WHAT TO PRODUCE.
If a line in the listing carries the word "state", return a copy of that line.

WORKING DATA.
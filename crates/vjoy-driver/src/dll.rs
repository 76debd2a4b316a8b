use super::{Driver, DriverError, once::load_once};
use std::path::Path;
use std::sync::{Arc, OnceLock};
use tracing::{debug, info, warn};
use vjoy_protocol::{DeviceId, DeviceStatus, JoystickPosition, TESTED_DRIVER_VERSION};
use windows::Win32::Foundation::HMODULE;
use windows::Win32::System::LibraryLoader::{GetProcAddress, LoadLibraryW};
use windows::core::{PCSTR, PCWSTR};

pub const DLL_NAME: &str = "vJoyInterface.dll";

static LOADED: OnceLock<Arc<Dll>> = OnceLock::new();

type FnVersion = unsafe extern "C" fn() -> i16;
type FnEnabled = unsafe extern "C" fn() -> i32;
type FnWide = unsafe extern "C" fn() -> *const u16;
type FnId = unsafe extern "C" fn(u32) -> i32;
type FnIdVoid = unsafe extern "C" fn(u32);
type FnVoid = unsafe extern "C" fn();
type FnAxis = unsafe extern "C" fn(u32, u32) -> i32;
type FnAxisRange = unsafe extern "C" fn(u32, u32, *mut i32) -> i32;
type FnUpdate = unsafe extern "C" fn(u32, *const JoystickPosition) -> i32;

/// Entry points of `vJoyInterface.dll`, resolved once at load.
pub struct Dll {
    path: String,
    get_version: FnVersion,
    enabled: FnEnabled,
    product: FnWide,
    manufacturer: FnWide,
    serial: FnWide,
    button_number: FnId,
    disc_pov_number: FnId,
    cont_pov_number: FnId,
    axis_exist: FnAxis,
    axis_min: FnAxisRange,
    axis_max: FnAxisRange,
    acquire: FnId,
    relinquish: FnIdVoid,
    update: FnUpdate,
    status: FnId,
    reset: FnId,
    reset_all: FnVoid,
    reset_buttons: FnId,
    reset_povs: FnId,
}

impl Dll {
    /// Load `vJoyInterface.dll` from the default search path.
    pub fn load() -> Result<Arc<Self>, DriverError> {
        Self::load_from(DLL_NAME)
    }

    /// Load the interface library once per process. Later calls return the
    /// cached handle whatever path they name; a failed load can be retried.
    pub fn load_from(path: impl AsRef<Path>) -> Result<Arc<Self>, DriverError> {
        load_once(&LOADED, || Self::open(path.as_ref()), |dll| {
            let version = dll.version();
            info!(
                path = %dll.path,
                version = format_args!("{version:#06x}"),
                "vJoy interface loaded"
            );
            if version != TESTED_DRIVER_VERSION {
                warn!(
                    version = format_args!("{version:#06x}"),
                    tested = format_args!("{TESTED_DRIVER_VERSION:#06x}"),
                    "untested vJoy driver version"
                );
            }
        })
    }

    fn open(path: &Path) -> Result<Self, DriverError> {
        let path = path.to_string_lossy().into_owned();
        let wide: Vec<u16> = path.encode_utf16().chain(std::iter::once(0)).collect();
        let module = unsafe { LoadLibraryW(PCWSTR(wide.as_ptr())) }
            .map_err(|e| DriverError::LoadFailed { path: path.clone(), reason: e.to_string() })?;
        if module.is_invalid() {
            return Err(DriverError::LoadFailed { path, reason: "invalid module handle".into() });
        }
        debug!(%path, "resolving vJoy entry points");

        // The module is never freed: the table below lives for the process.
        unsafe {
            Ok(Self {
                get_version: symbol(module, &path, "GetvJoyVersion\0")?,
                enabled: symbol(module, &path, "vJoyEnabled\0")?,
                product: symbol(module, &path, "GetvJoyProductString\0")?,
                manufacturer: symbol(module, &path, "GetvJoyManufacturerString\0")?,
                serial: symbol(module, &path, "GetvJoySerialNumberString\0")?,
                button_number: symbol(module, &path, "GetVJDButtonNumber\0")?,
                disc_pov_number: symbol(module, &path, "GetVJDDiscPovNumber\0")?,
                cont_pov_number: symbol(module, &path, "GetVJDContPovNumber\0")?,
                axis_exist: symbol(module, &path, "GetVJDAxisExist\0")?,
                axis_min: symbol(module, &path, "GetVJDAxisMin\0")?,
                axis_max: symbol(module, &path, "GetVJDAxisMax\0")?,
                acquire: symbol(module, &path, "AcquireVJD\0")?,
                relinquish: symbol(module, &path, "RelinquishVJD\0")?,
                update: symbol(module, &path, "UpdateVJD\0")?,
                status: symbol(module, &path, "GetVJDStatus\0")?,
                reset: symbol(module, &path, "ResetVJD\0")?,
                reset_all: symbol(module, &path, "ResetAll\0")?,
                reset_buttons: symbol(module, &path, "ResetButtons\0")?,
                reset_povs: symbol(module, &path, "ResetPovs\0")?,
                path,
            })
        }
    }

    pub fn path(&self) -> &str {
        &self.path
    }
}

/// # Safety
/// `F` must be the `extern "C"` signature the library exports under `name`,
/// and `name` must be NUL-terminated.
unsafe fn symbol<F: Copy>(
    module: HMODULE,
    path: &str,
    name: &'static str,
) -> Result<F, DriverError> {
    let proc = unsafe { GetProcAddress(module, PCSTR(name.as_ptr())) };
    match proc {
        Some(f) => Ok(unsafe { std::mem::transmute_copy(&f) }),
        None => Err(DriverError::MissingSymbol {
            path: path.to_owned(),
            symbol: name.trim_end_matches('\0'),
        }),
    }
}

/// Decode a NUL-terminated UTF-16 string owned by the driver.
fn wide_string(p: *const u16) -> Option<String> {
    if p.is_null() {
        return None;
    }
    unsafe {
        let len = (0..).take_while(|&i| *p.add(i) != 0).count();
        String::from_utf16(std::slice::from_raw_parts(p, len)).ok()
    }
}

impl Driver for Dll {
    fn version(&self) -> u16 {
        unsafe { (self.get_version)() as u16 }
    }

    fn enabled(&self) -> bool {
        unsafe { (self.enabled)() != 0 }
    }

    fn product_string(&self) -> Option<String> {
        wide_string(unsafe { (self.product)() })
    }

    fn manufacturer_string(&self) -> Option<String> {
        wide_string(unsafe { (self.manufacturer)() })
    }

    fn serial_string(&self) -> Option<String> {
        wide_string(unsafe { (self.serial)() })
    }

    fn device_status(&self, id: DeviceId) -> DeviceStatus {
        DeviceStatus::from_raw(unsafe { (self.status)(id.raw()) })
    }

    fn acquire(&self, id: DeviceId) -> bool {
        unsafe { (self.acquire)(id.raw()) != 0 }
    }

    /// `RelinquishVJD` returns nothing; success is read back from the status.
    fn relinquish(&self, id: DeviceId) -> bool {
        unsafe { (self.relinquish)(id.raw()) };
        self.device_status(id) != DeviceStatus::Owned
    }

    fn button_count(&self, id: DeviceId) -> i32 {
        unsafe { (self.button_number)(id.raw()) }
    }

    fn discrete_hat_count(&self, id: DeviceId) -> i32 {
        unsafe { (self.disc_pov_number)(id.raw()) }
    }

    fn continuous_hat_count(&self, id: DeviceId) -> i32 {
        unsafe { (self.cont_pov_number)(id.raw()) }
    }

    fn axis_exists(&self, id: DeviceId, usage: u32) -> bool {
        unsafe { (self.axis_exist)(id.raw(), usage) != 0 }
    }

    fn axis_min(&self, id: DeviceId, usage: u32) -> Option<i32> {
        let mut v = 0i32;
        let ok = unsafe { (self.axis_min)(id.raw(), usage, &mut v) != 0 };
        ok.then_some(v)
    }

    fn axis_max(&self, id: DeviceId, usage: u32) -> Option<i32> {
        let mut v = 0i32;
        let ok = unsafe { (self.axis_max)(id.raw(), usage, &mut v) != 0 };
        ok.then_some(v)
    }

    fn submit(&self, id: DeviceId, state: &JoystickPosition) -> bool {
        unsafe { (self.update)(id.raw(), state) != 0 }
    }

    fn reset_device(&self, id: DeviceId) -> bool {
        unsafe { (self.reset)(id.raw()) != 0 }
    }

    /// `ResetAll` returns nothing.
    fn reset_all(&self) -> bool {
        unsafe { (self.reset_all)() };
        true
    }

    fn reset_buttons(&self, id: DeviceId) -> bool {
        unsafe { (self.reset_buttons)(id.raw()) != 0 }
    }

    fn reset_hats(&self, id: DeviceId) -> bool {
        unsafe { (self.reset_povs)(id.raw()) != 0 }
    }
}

ANSWER FOR THE TASK.
    fn submit(&self, id: DeviceId, state: &JoystickPosition) -> bool {
        unsafe { (self.update)(id.raw(), state) != 0 }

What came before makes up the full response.